Да, но как людям объяснить, что, покупая какой-то товар, он несет в себе какую-то социальную составляющую? Прямая реклама не работает, а долгий путь, чтобы заинтересовать СМИ – на это нужно время.
С.Г.: Да, на это нужно время. Так не бывает, чтобы 9 женщин и 1 месяц, нужно подождать 9 месяцев. Раньше не получится. Это возделывание почвы. Это постоянная работа с вашими целевыми аудиториями, клиентами. Это достаточно длительный путь, но его надо пройти.
Что можно сказать о положении социального предпринимательства в общей системе экономики страны.

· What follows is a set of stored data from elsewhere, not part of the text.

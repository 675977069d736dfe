//! Product catalog types and catalog file formats
//!
//! A catalog file holds a list of products with their fitment records.
//! Supported formats, chosen by extension:
//! - `.json`: an array of products, or an object with a `products` array
//! - `.yaml` / `.yml`: the same shapes in YAML
//! - `.jsonl`: one product per line
//!
//! A fitment entry may give `years: "2017-2021"` instead of `year`; the range
//! is inclusive and expands to one record per year.

use crate::error::{Error, Result};
use crate::parser::MIN_YEAR;
use crate::scorer::{deserialize_year, CompatibilityRecord, MatchType};
use regex::Regex;
use serde::{Deserialize, Serialize};
use std::collections::HashSet;
use std::path::Path;
use std::sync::OnceLock;

/// Widest `years` range a single fitment entry may expand to
pub const MAX_YEAR_SPAN: i32 = 50;

/// File patterns treated as catalog files
pub const CATALOG_PATTERNS: &[&str] = &["**/*.json", "**/*.jsonl", "**/*.yaml", "**/*.yml"];

/// A product as supplied by the catalog
#[derive(Debug, Clone, Default, PartialEq, Serialize, Deserialize)]
#[serde(rename_all = "camelCase")]
pub struct Product {
    pub id: String,
    pub name: String,
    #[serde(default)]
    pub description: String,
    #[serde(default)]
    pub price: f64,
    #[serde(default, skip_serializing_if = "Option::is_none")]
    pub category: Option<String>,
    #[serde(default, skip_serializing_if = "Option::is_none")]
    pub brand: Option<String>,
    #[serde(default)]
    pub vehicle_compatibility: Vec<CompatibilityRecord>,
}

/// Product entry as written in a catalog file
#[derive(Debug, Deserialize)]
#[serde(rename_all = "camelCase")]
struct ProductEntry {
    #[serde(default)]
    id: String,
    #[serde(default)]
    name: String,
    #[serde(default)]
    description: String,
    #[serde(default)]
    price: f64,
    #[serde(default)]
    category: Option<String>,
    #[serde(default)]
    brand: Option<String>,
    #[serde(default, alias = "vehicle_compatibility", alias = "compatibility")]
    vehicle_compatibility: Vec<FitmentEntry>,
}

/// Fitment entry as written in a catalog file
#[derive(Debug, Deserialize)]
#[serde(rename_all = "camelCase")]
struct FitmentEntry {
    #[serde(default, deserialize_with = "deserialize_year")]
    year: Option<String>,
    #[serde(default)]
    years: Option<String>,
    #[serde(default)]
    make: Option<String>,
    #[serde(default)]
    model: Option<String>,
    #[serde(default, alias = "match_type")]
    match_type: Option<MatchType>,
}

/// Parse a catalog file and return its products
pub fn parse_catalog(path: &Path, content: &[u8]) -> Result<Vec<Product>> {
    if crate::is_binary(content) {
        return Err(Error::CatalogFormat(format!(
            "{}: binary content",
            path.display()
        )));
    }

    let text = String::from_utf8_lossy(content);

    let ext = path
        .extension()
        .and_then(|e| e.to_str())
        .unwrap_or("")
        .to_lowercase();

    let entries = match ext.as_str() {
        "json" => parse_json(&text)?,
        "yaml" | "yml" => parse_yaml(&text)?,
        "jsonl" => parse_jsonl(&text)?,
        _ => {
            return Err(Error::CatalogFormat(format!(
                "{}: unsupported catalog format",
                path.display()
            )))
        }
    };

    build_products(entries).map_err(|e| match e {
        Error::CatalogFormat(msg) => Error::CatalogFormat(format!("{}: {}", path.display(), msg)),
        other => other,
    })
}

fn parse_json(text: &str) -> Result<Vec<ProductEntry>> {
    let value: serde_json::Value = serde_json::from_str(text)?;
    entries_from_value(value)
}

fn parse_yaml(text: &str) -> Result<Vec<ProductEntry>> {
    if text.trim().is_empty() {
        return Ok(Vec::new());
    }
    let value: serde_json::Value = serde_yaml::from_str(text)?;
    entries_from_value(value)
}

fn parse_jsonl(text: &str) -> Result<Vec<ProductEntry>> {
    let mut entries = Vec::new();

    for (i, line) in text.lines().enumerate() {
        if line.trim().is_empty() {
            continue;
        }
        let entry = serde_json::from_str(line)
            .map_err(|e| Error::CatalogFormat(format!("line {}: {}", i + 1, e)))?;
        entries.push(entry);
    }

    Ok(entries)
}

/// Accept either a bare list or `{ "products": [...] }`
fn entries_from_value(value: serde_json::Value) -> Result<Vec<ProductEntry>> {
    match value {
        serde_json::Value::Array(_) => Ok(serde_json::from_value(value)?),
        serde_json::Value::Object(mut obj) => match obj.remove("products") {
            Some(products @ serde_json::Value::Array(_)) => Ok(serde_json::from_value(products)?),
            _ => Err(Error::CatalogFormat(
                "expected a list of products or a `products` list".to_string(),
            )),
        },
        serde_json::Value::Null => Ok(Vec::new()),
        _ => Err(Error::CatalogFormat(
            "expected a list of products or a `products` list".to_string(),
        )),
    }
}

fn build_products(entries: Vec<ProductEntry>) -> Result<Vec<Product>> {
    let mut seen = HashSet::new();
    let mut products = Vec::with_capacity(entries.len());

    for entry in entries {
        let id = entry.id.trim().to_string();
        if id.is_empty() {
            return Err(Error::CatalogFormat(format!(
                "product '{}' has no id",
                entry.name
            )));
        }
        if entry.name.trim().is_empty() {
            return Err(Error::CatalogFormat(format!("product {} has no name", id)));
        }
        if !seen.insert(id.clone()) {
            return Err(Error::CatalogFormat(format!("duplicate product id {}", id)));
        }

        let mut records = Vec::new();
        for fitment in entry.vehicle_compatibility {
            expand_fitment(fitment, &mut records)
                .map_err(|e| Error::CatalogFormat(format!("product {}: {}", id, e)))?;
        }

        products.push(Product {
            id,
            name: entry.name,
            description: entry.description,
            price: entry.price,
            category: entry.category,
            brand: entry.brand,
            vehicle_compatibility: records,
        });
    }

    Ok(products)
}

fn year_range_regex() -> &'static Regex {
    static RE: OnceLock<Regex> = OnceLock::new();
    RE.get_or_init(|| Regex::new(r"^\s*(\d{4})\s*(?:-\s*(\d{4})\s*)?$").expect("valid regex"))
}

/// Parse `"2017"` or `"2017-2021"` into an inclusive year range
///
/// Ranges starting before [`MIN_YEAR`] or spanning more than
/// [`MAX_YEAR_SPAN`] years are rejected.
pub fn parse_year_range(range: &str) -> Option<(i32, i32)> {
    let caps = year_range_regex().captures(range)?;
    let start: i32 = caps.get(1)?.as_str().parse().ok()?;
    let end: i32 = match caps.get(2) {
        Some(m) => m.as_str().parse().ok()?,
        None => start,
    };
    if start < MIN_YEAR || end < start || end - start > MAX_YEAR_SPAN {
        return None;
    }
    Some((start, end))
}

fn expand_fitment(fitment: FitmentEntry, out: &mut Vec<CompatibilityRecord>) -> std::result::Result<(), String> {
    let make = non_empty(fitment.make);
    let model = non_empty(fitment.model);

    let years: Vec<Option<String>> = match (fitment.year, fitment.years) {
        (Some(_), Some(_)) => return Err("fitment gives both year and years".to_string()),
        (_, Some(range)) => {
            let (start, end) = parse_year_range(&range).ok_or_else(|| {
                format!(
                    "invalid year range '{}' (must start at {} or later and span at most {} years)",
                    range, MIN_YEAR, MAX_YEAR_SPAN
                )
            })?;
            (start..=end).map(|y| Some(y.to_string())).collect()
        }
        (year, None) => vec![year],
    };

    for year in years {
        let match_type = fitment
            .match_type
            .unwrap_or_else(|| infer_match_type(&year, &make, &model));
        out.push(CompatibilityRecord {
            year,
            make: make.clone(),
            model: model.clone(),
            match_type,
        });
    }

    Ok(())
}

/// Fully qualified entries are `specific`; otherwise the narrowest field wins
fn infer_match_type(year: &Option<String>, make: &Option<String>, model: &Option<String>) -> MatchType {
    match (year, make, model) {
        (Some(_), Some(_), Some(_)) => MatchType::Specific,
        (_, _, Some(_)) => MatchType::Model,
        _ => MatchType::Make,
    }
}

fn non_empty(value: Option<String>) -> Option<String> {
    value
        .map(|v| v.trim().to_string())
        .filter(|v| !v.is_empty())
}

#[cfg(test)]
mod tests {
    use super::*;

    #[test]
    fn test_parse_json_array() {
        let content = r#"[
            {
                "id": "bat-1",
                "name": "Corolla Battery",
                "description": "Fits late Corollas",
                "price": 129.99,
                "vehicleCompatibility": [
                    {"year": 2017, "make": "toyota", "model": "corolla", "matchType": "specific"}
                ]
            }
        ]"#;

        let products = parse_catalog(Path::new("batteries.json"), content.as_bytes()).unwrap();

        assert_eq!(products.len(), 1);
        assert_eq!(products[0].id, "bat-1");
        assert!((products[0].price - 129.99).abs() < f64::EPSILON);
        assert_eq!(
            products[0].vehicle_compatibility,
            vec![CompatibilityRecord::specific("2017", "toyota", "corolla")]
        );
    }

    #[test]
    fn test_parse_json_wrapped() {
        let content = r#"{"products": [{"id": "p1", "name": "Wiper"}]}"#;
        let products = parse_catalog(Path::new("c.json"), content.as_bytes()).unwrap();
        assert_eq!(products.len(), 1);
        assert!(products[0].vehicle_compatibility.is_empty());
    }

    #[test]
    fn test_parse_json_wrong_shape() {
        let content = r#"{"items": []}"#;
        let err = parse_catalog(Path::new("c.json"), content.as_bytes()).unwrap_err();
        assert!(matches!(err, Error::CatalogFormat(_)));
    }

    #[test]
    fn test_parse_yaml_with_year_range() {
        let content = r#"
products:
  - id: pads-1
    name: Ceramic Brake Pads
    price: 45.5
    vehicle_compatibility:
      - years: "2017-2021"
        make: toyota
        model: corolla
"#;

        let products = parse_catalog(Path::new("pads.yaml"), content.as_bytes()).unwrap();
        let records = &products[0].vehicle_compatibility;

        assert_eq!(records.len(), 5);
        assert_eq!(records[0].year.as_deref(), Some("2017"));
        assert_eq!(records[4].year.as_deref(), Some("2021"));
        assert!(records.iter().all(|r| r.match_type == MatchType::Specific));
    }

    #[test]
    fn test_parse_jsonl() {
        let content = "{\"id\": \"a\", \"name\": \"A\"}\n\n{\"id\": \"b\", \"name\": \"B\"}\n";
        let products = parse_catalog(Path::new("c.jsonl"), content.as_bytes()).unwrap();
        assert_eq!(products.len(), 2);
    }

    #[test]
    fn test_parse_jsonl_reports_line() {
        let content = "{\"id\": \"a\", \"name\": \"A\"}\nnot json\n";
        let err = parse_catalog(Path::new("c.jsonl"), content.as_bytes()).unwrap_err();
        assert!(err.to_string().contains("line 2"));
    }

    #[test]
    fn test_infer_match_type() {
        let content = r#"[{"id": "f", "name": "Filter", "compatibility": [
            {"make": "honda", "model": "civic"},
            {"make": "ford"},
            {"year": "2019", "make": "ford", "model": "f-150"}
        ]}]"#;

        let products = parse_catalog(Path::new("f.json"), content.as_bytes()).unwrap();
        let types: Vec<MatchType> = products[0]
            .vehicle_compatibility
            .iter()
            .map(|r| r.match_type)
            .collect();
        assert_eq!(types, vec![MatchType::Model, MatchType::Make, MatchType::Specific]);
    }

    #[test]
    fn test_rejects_bad_entries() {
        let cases = [
            r#"[{"name": "No id"}]"#,
            r#"[{"id": "x"}]"#,
            r#"[{"id": "x", "name": "A"}, {"id": "x", "name": "B"}]"#,
            r#"[{"id": "x", "name": "A", "compatibility": [{"years": "2021-2017", "make": "kia"}]}]"#,
            r#"[{"id": "x", "name": "A", "compatibility": [{"year": 2020, "years": "2020-2021"}]}]"#,
            r#"[{"id": "x", "name": "A", "compatibility": [{"years": "1000-9999", "make": "kia"}]}]"#,
        ];

        for case in cases {
            let err = parse_catalog(Path::new("bad.json"), case.as_bytes()).unwrap_err();
            assert!(matches!(err, Error::CatalogFormat(_)), "case: {}", case);
        }
    }

    #[test]
    fn test_rejects_unknown_extension_and_binary() {
        assert!(parse_catalog(Path::new("c.csv"), b"id,name").is_err());
        assert!(parse_catalog(Path::new("c.json"), b"[\x00]").is_err());
    }

    #[test]
    fn test_parse_year_range() {
        assert_eq!(parse_year_range("2017-2021"), Some((2017, 2021)));
        assert_eq!(parse_year_range(" 2019 "), Some((2019, 2019)));
        assert_eq!(parse_year_range("2019 - 2020"), Some((2019, 2020)));
        assert_eq!(parse_year_range("2021-2017"), None);
        assert_eq!(parse_year_range("17-21"), None);
        assert_eq!(parse_year_range("1000-9999"), None);
        assert_eq!(parse_year_range("1985-1992"), None);
        assert_eq!(parse_year_range("1990-2040"), Some((1990, 2040)));
        assert_eq!(parse_year_range("1990-2041"), None);
    }

    #[test]
    fn test_product_roundtrip_shape() {
        let product = Product {
            id: "p".to_string(),
            name: "Part".to_string(),
            ..Default::default()
        };
        let json = serde_json::to_value(&product).unwrap();
        assert!(json.get("vehicleCompatibility").is_some());
        assert!(json.get("category").is_none());
    }
}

С.Г.: Недавно общались с Наталией Ивановной Зверевой – директор фонда «Наше Будущее». Мы с ней обсуждали, что сейчас будет формироваться корпорация по развитию малого и среднего предпринимательства. Уже указ подписан. И было бы здорово, если в этой корпорации было бы отдельное направление по социальному предпринимательству. У меня были опасения, что в связи с тем, что все-таки это очень маленький пока кусочек, он может потеряться. На это Наталия Ивановна сказала, что это вряд, потому что хоть процент и маленький, но динамика роста достаточно большая. И есть интерес к этой теме на уровне правительства РФ. Да, пока еще социальных предпринимателей немного. Пока мы еще нащупываем, как выстроить инфраструктуру поддержки и развития. Но, тем не менее, динамика вполне себе позитивная, и мы видим всё больше людей, кстати, что радует, молодежи, которая готова втягиваться в пространство социального предпринимательства и придумывать новые варианты решения проблем, которые не только эффективны с точки зрения результативности, но еще подразумевают эффективные экономические модели своей работы.